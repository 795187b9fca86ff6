//! List a recipe's build options.

use crate::Context;
use crate::cli::RecipeArgs;
use crate::config;
use crate::ui;
use anyhow::Result;
use colored::Colorize;

/// Run the options command.
pub fn run(ctx: &Context, args: RecipeArgs) -> Result<()> {
    let recipe = config::load_recipe(Some(args.recipe.as_str()))?;
    recipe.validate()?;
    let options = recipe.option_set();

    if !ctx.quiet {
        ui::header(&format!("{} options", recipe.name));
        if !recipe.description.is_empty() {
            ui::dim(&recipe.description);
        }
    }

    if options.specs().is_empty() {
        ui::info("This recipe has no build options.");
        return Ok(());
    }

    for spec in options.specs() {
        let default = if spec.default { "on".green() } else { "off".dimmed() };
        println!(
            "  {:<24} {:<4} {}",
            format!("--{}", spec.toggle_flag()).bold(),
            default,
            spec.description
        );
        if let Some(dependency) = spec.requires {
            ui::dim(&format!("    requires {}", dependency.name()));
        }
    }

    if !options.aliases().is_empty() {
        ui::section("Deprecated");
        for (alias, canonical) in options.aliases() {
            println!("  --{alias} {} --{canonical}", "→".dimmed());
        }
    }

    if !options.exclusive_pairs().is_empty() {
        ui::section("Mutually exclusive");
        for (first, second) in options.exclusive_pairs() {
            println!("  {first} / {second}");
        }
    }

    Ok(())
}
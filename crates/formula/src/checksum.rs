//! SHA-256 verification of downloaded artifacts.
//!
//! A recipe's `sha256` is the only thing standing between a download and
//! the build, so a mismatch always aborts the install.

use crate::error::{Error, Result};
use crate::types::ResourceDescriptor;
use sha2::{Digest, Sha256};
use std::fs::File;
use std::io::{BufReader, Read};
use std::path::Path;

/// Length of a hex-encoded SHA-256 digest.
pub const SHA256_HEX_LEN: usize = 64;

/// Hex-encoded SHA-256 of a byte slice.
#[must_use]
pub fn sha256_hex(bytes: &[u8]) -> String {
    hex::encode(Sha256::digest(bytes))
}

/// Hex-encoded SHA-256 of a file, read in 1 MiB chunks.
pub fn sha256_file(path: &Path) -> Result<String> {
    let file = File::open(path).map_err(|e| Error::io(path, e))?;
    let mut reader = BufReader::with_capacity(1024 * 1024, file);
    let mut hasher = Sha256::new();
    let mut buffer = vec![0u8; 1024 * 1024];

    loop {
        let read = reader.read(&mut buffer).map_err(|e| Error::io(path, e))?;
        if read == 0 {
            break;
        }
        hasher.update(&buffer[..read]);
    }

    Ok(hex::encode(hasher.finalize()))
}

/// Verify artifact bytes against a descriptor.
///
/// # Errors
///
/// Returns `Error::ChecksumMismatch` if the digest differs from
/// `descriptor.checksum_hex` (compared case-insensitively).
pub fn verify(descriptor: &ResourceDescriptor, bytes: &[u8]) -> Result<()> {
    let actual = sha256_hex(bytes);
    compare(descriptor, actual)
}

/// Verify a file on disk against a descriptor.
pub fn verify_file(descriptor: &ResourceDescriptor, path: &Path) -> Result<()> {
    let actual = sha256_file(path)?;
    compare(descriptor, actual)
}

fn compare(descriptor: &ResourceDescriptor, actual: String) -> Result<()> {
    if actual.eq_ignore_ascii_case(&descriptor.checksum_hex) {
        log::debug!("{}: sha256 {} OK", descriptor.name, actual);
        Ok(())
    } else {
        Err(Error::ChecksumMismatch {
            resource: descriptor.name.clone(),
            expected: descriptor.checksum_hex.to_ascii_lowercase(),
            actual,
        })
    }
}

#[cfg(test)]
mod tests {
    use super::*;

    const ABC_SHA: &str = "ba7816bf8f01cfea414140de5dae2223b00361a396177a9cb410ff61f20015ad";

    fn descriptor(checksum: &str) -> ResourceDescriptor {
        ResourceDescriptor::new("abc", "file:///abc", "1.0", checksum)
    }

    #[test]
    fn test_sha256_known_vector() {
        assert_eq!(sha256_hex(b"abc"), ABC_SHA);
        assert_eq!(sha256_hex(b"abc").len(), SHA256_HEX_LEN);
    }

    #[test]
    fn test_verify_accepts_matching_bytes() {
        assert!(verify(&descriptor(ABC_SHA), b"abc").is_ok());
    }

    #[test]
    fn test_verify_is_case_insensitive() {
        assert!(verify(&descriptor(&ABC_SHA.to_uppercase()), b"abc").is_ok());
    }

    #[test]
    fn test_any_single_byte_mutation_is_rejected() {
        let original = b"the quick brown fox jumps over the lazy dog".to_vec();
        let d = descriptor(&sha256_hex(&original));
        assert!(verify(&d, &original).is_ok());

        for i in 0..original.len() {
            let mut mutated = original.clone();
            mutated[i] ^= 0x01;
            match verify(&d, &mutated) {
                Err(Error::ChecksumMismatch { resource, .. }) => assert_eq!(resource, "abc"),
                other => panic!("byte {i}: expected ChecksumMismatch, got {other:?}"),
            }
        }
    }

    #[test]
    fn test_verify_reports_both_digests() {
        let err = verify(&descriptor(ABC_SHA), b"abd").unwrap_err();
        match err {
            Error::ChecksumMismatch {
                expected, actual, ..
            } => {
                assert_eq!(expected, ABC_SHA);
                assert_eq!(actual, sha256_hex(b"abd"));
            }
            other => panic!("Expected ChecksumMismatch, got {other:?}"),
        }
    }

    #[test]
    fn test_verify_file() {
        let dir = tempfile::tempdir().unwrap();
        let path = dir.path().join("abc.txt");
        std::fs::write(&path, b"abc").unwrap();

        assert_eq!(sha256_file(&path).unwrap(), ABC_SHA);
        assert!(verify_file(&descriptor(ABC_SHA), &path).is_ok());

        std::fs::write(&path, b"abcd").unwrap();
        assert!(verify_file(&descriptor(ABC_SHA), &path).is_err());
    }
}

##############################

What is needed is an exact repetition of all the entries above.

## [Result]
repository 795187b9fca86ff6
//! List a recipe's build options.

use crate::Context;
use crate::cli::RecipeArgs;
use crate::config;
use crate::ui;
use anyhow::Result;
use colored::Colorize;

/// Run the options command.
pub fn run(ctx: &Context, args: RecipeArgs) -> Result<()> {
    let recipe = config::load_recipe(Some(args.recipe.as_str()))?;
    recipe.validate()?;
    let options = recipe.option_set();

    if !ctx.quiet {
        ui::header(&format!("{} options", recipe.name));
        if !recipe.description.is_empty() {
            ui::dim(&recipe.description);
        }
    }

    if options.specs().is_empty() {
        ui::info("This recipe has no build options.");
        return Ok(());
    }

    for spec in options.specs() {
        let default = if spec.default { "on".green() } else { "off".dimmed() };
        println!(
            "  {:<24} {:<4} {}",
            format!("--{}", spec.toggle_flag()).bold(),
            default,
            spec.description
        );
        if let Some(dependency) = spec.requires {
            ui::dim(&format!("    requires {}", dependency.name()));
        }
    }

    if !options.aliases().is_empty() {
        ui::section("Deprecated");
        for (alias, canonical) in options.aliases() {
            println!("  --{alias} {} --{canonical}", "→".dimmed());
        }
    }

    if !options.exclusive_pairs().is_empty() {
        ui::section("Mutually exclusive");
        for (first, second) in options.exclusive_pairs() {
            println!("  {first} / {second}");
        }
    }

    Ok(())
}
filename crates/formula/src/checksum.rs
//! SHA-256 verification of downloaded artifacts.
//!
//! A recipe's `sha256` is the only thing standing between a download and
//! the build, so a mismatch always aborts the install.

use crate::error::{Error, Result};
use crate::types::ResourceDescriptor;
use sha2::{Digest, Sha256};
use std::fs::File;
use std::io::{BufReader, Read};
use std::path::Path;

/// Length of a hex-encoded SHA-256 digest.
pub const SHA256_HEX_LEN: usize = 64;

/// Hex-encoded SHA-256 of a byte slice.
#[must_use]
pub fn sha256_hex(bytes: &[u8]) -> String {
    hex::encode(Sha256::digest(bytes))
}

/// Hex-encoded SHA-256 of a file, read in 1 MiB chunks.
pub fn sha256_file(path: &Path) -> Result<String> {
    let file = File::open(path).map_err(|e| Error::io(path, e))?;
    let mut reader = BufReader::with_capacity(1024 * 1024, file);
    let mut hasher = Sha256::new();
    let mut buffer = vec![0u8; 1024 * 1024];

    loop {
        let read = reader.read(&mut buffer).map_err(|e| Error::io(path, e))?;
        if read == 0 {
            break;
        }
        hasher.update(&buffer[..read]);
    }

    Ok(hex::encode(hasher.finalize()))
}

/// Verify artifact bytes against a descriptor.
///
/// # Errors
///
/// Returns `Error::ChecksumMismatch` if the digest differs from
/// `descriptor.checksum_hex` (compared case-insensitively).
pub fn verify(descriptor: &ResourceDescriptor, bytes: &[u8]) -> Result<()> {
    let actual = sha256_hex(bytes);
    compare(descriptor, actual)
}

/// Verify a file on disk against a descriptor.
pub fn verify_file(descriptor: &ResourceDescriptor, path: &Path) -> Result<()> {
    let actual = sha256_file(path)?;
    compare(descriptor, actual)
}

fn compare(descriptor: &ResourceDescriptor, actual: String) -> Result<()> {
    if actual.eq_ignore_ascii_case(&descriptor.checksum_hex) {
        log::debug!("{}: sha256 {} OK", descriptor.name, actual);
        Ok(())
    } else {
        Err(Error::ChecksumMismatch {
            resource: descriptor.name.clone(),
            expected: descriptor.checksum_hex.to_ascii_lowercase(),
            actual,
        })
    }
}

#[cfg(test)]
mod tests {
    use super::*;

    const ABC_SHA: &str = "ba7816bf8f01cfea414140de5dae2223b00361a396177a9cb410ff61f20015ad";

    fn descriptor(checksum: &str) -> ResourceDescriptor {
        ResourceDescriptor::new("abc", "file:///abc", "1.0", checksum)
    }

    #[test]
    fn test_sha256_known_vector() {
        assert_eq!(sha256_hex(b"abc"), ABC_SHA);
        assert_eq!(sha256_hex(b"abc").len(), SHA256_HEX_LEN);
    }

    #[test]
    fn test_verify_accepts_matching_bytes() {
        assert!(verify(&descriptor(ABC_SHA), b"abc").is_ok());
    }

    #[test]
    fn test_verify_is_case_insensitive() {
        assert!(verify(&descriptor(&ABC_SHA.to_uppercase()), b"abc").is_ok());
    }

    #[test]
    fn test_any_single_byte_mutation_is_rejected() {
        let original = b"the quick brown fox jumps over the lazy dog".to_vec();
        let d = descriptor(&sha256_hex(&original));
        assert!(verify(&d, &original).is_ok());

        for i in 0..original.len() {
            let mut mutated = original.clone();
            mutated[i] ^= 0x01;
            match verify(&d, &mutated) {
                Err(Error::ChecksumMismatch { resource, .. }) => assert_eq!(resource, "abc"),
                other => panic!("byte {i}: expected ChecksumMismatch, got {other:?}"),
            }
        }
    }

    #[test]
    fn test_verify_reports_both_digests() {
        let err = verify(&descriptor(ABC_SHA), b"abd").unwrap_err();
        match err {
            Error::ChecksumMismatch {
                expected, actual, ..
            } => {
                assert_eq!(expected, ABC_SHA);
                assert_eq!(actual, sha256_hex(b"abd"));
            }
            other => panic!("Expected ChecksumMismatch, got {other:?}"),
        }
    }

    #[test]
    fn test_verify_file() {
        let dir = tempfile::tempdir().unwrap();
        let path = dir.path().join("abc.txt");
        std::fs::write(&path, b"abc").unwrap();

        assert_eq!(sha256_file(&path).unwrap(), ABC_SHA);
        assert!(verify_file(&descriptor(ABC_SHA), &path).is_ok());

        std::fs::write(&path, b"abcd").unwrap();
        assert!(verify_file(&descriptor(ABC_SHA), &path).is_err());
    }
}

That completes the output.